“Yes.” She traced the top edge of the thin hospital sheet covering the hospital gown the nurse insisted she wear. Her voice was almost inaudible, but she couldn’t seem to make it any stronger. “But I always tell them no.”
“What?” The detective leaned in, tucking a stray blonde hair from her ponytail behind her ear. “What was that?”
“I always say no.” Lindsey still didn’t look up, feeling something burning in her throat, but she went on. “It’s a game. It’s a thing. I just…I like to say no, and have them, you know, do it anyway.”
She felt their eyes on her and didn’t want to look up and see their faces- especially Zach. She half-expected him to get up and go, right then. The silence seemed to stretch forever, and then, finally, the detective spoke again.
“How are they supposed to know the difference?”
“I don’t know.” Lindsey shrugged. “Does it matter?”
“Did you have an agreement with these men? Did they know that your ‘no’ meant yes?”
Lindsey thought of Brian-of all of them, he was the only one who really knew the game. Had he told the new ones, the others? She didn’t know, but figured he must have. His continuous apology, both verbal and non, told her that much. They knew the game, but when her “no” had turned insistent, when even Brian knew she didn’t want to play the game anymore, the others had gone on.

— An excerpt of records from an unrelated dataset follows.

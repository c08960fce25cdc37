use research_core::LlmUsage;

use crate::chat::TokenCounts;

/// USD per 1M tokens.
#[derive(Debug, Clone, Copy)]
pub struct ModelPrice {
    pub input_per_1m: f64,
    pub output_per_1m: f64,
}

/// Longest-prefix-wins price table. Unknown models fall back to a
/// conservative mid-tier rate so cost tracking never reads zero.
const PRICE_TABLE: &[(&str, ModelPrice)] = &[
    (
        "gpt-4o-mini",
        ModelPrice {
            input_per_1m: 0.15,
            output_per_1m: 0.60,
        },
    ),
    (
        "gpt-4o",
        ModelPrice {
            input_per_1m: 2.50,
            output_per_1m: 10.00,
        },
    ),
    (
        "gpt-4.1-mini",
        ModelPrice {
            input_per_1m: 0.40,
            output_per_1m: 1.60,
        },
    ),
    (
        "gpt-4.1",
        ModelPrice {
            input_per_1m: 2.00,
            output_per_1m: 8.00,
        },
    ),
    (
        "gpt-4-turbo",
        ModelPrice {
            input_per_1m: 10.00,
            output_per_1m: 30.00,
        },
    ),
    (
        "o3-mini",
        ModelPrice {
            input_per_1m: 1.10,
            output_per_1m: 4.40,
        },
    ),
];

const DEFAULT_PRICE: ModelPrice = ModelPrice {
    input_per_1m: 2.50,
    output_per_1m: 10.00,
};

pub fn price_for(model: &str) -> ModelPrice {
    PRICE_TABLE
        .iter()
        .filter(|(prefix, _)| model.starts_with(prefix))
        .max_by_key(|(prefix, _)| prefix.len())
        .map(|(_, price)| *price)
        .unwrap_or(DEFAULT_PRICE)
}

pub fn usage_from(model: &str, tokens: &TokenCounts) -> LlmUsage {
    let price = price_for(model);
    let input_cost = tokens.prompt_tokens as f64 * price.input_per_1m / 1_000_000.0;
    let output_cost = tokens.completion_tokens as f64 * price.output_per_1m / 1_000_000.0;
    LlmUsage {
        prompt_tokens: tokens.prompt_tokens,
        completion_tokens: tokens.completion_tokens,
        total_tokens: tokens.total_tokens,
        input_cost,
        output_cost,
        total_cost: input_cost + output_cost,
    }
}

#[cfg(test)]
mod tests {
    use super::*;

    #[test]
    fn prefix_match_prefers_longest() {
        // "gpt-4o-mini-2024" must match the mini rate, not the gpt-4o rate.
        let mini = price_for("gpt-4o-mini-2024-07-18");
        assert!((mini.input_per_1m - 0.15).abs() < f64::EPSILON);
        let full = price_for("gpt-4o-2024-08-06");
        assert!((full.input_per_1m - 2.50).abs() < f64::EPSILON);
    }

    #[test]
    fn usage_costs_are_token_proportional() {
        let usage = usage_from(
            "gpt-4o",
            &TokenCounts {
                prompt_tokens: 1_000_000,
                completion_tokens: 100_000,
                total_tokens: 1_100_000,
            },
        );
        assert!((usage.input_cost - 2.50).abs() < 1e-9);
        assert!((usage.output_cost - 1.00).abs() < 1e-9);
        assert!((usage.total_cost - 3.50).abs() < 1e-9);
    }
}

She remembered Smooth, the look in his eyes. He didn’t care about the game-
he didn’t want her to like it, and most especially, he didn’t want her to be in control.
Everything he did made it clear she was helpless, powerless before him. He’d known she didn’t want what they were dishing out, that her “no” had really meant “no.” But there was no way to tell the detective that. How could she possibly defend herself? And if she told this woman there
“No…” Lindsey sighed. “It was just a game I played in my head.” The detective, who had kept her distance the whole time, business-like, writing in her little note pad, took a step toward the bed. Lindsey flinched, only able to bring her eyes up to the level of the woman’s badge.
“That’s a dangerous game, Lindsey.”
She snorted, finally looking at the woman’s face through half-closed eyes-she couldn’t open them any further, and they were still crusted with blood. “Obviously.”
“We’ll have a sketch artist contact you and I want you to look through our mugshots.” The blonde-her name, officer Deborah Bills, was embroidered on her uniform pocket, and Lindsey wondered for a moment if the woman had done it herself-
closed her notebook and tucked it away into that pocket for safekeeping. “If you can identify the suspects and there is enough evidence to charge them, you’ll be asked to testify.”
The thought made Lindsey’s stomach drop, but she just nodded. “Can I go home now?”
“You’ll have to talk to the doctor about that.” The officer took a card from a holder and put it on the adjustable hospital bedside table. “This has my number on it. If you’ve forgotten anything, or there’s something new you have to say, give me a call.” The doctor insisted she stay, but Lindsey signed herself out AMA. “I’m eighteen, I can do that, right?”
The doc was a short, Asian woman with a cruel mouth that twisted when she was mad-like now-but kind eyes, and she looked like she wanted to say, “No,” but she didn’t. “Technically, yes.”
Zach spoke up then for the first time in what felt like hours. “I can take care of her, if she wants to go.”
The Asian doc looked him up and down for a moment, and finally even her mouth softened with a resigned sigh. “She’s had a good deal of head trauma. Check her often during the night, look at her pupils…”
Lindsey ignored the rest, hopping off the bed like a five-year-old who just got her own way and, after checking one last time with the doc, went to take a shower. It was
more painful that she would have believed, in more ways than one. The hot water over her lacerated back and legs hit her like sharp needles, and anywhere she touched herself with the soap felt bruised and broken. She didn’t even attempt to wash the purple and, in some places, near-black nubs of her breasts, just let the suds from her shampoo drip down her body-and that burned, too, in the little cuts and nicks along her abdomen and the front of her thighs.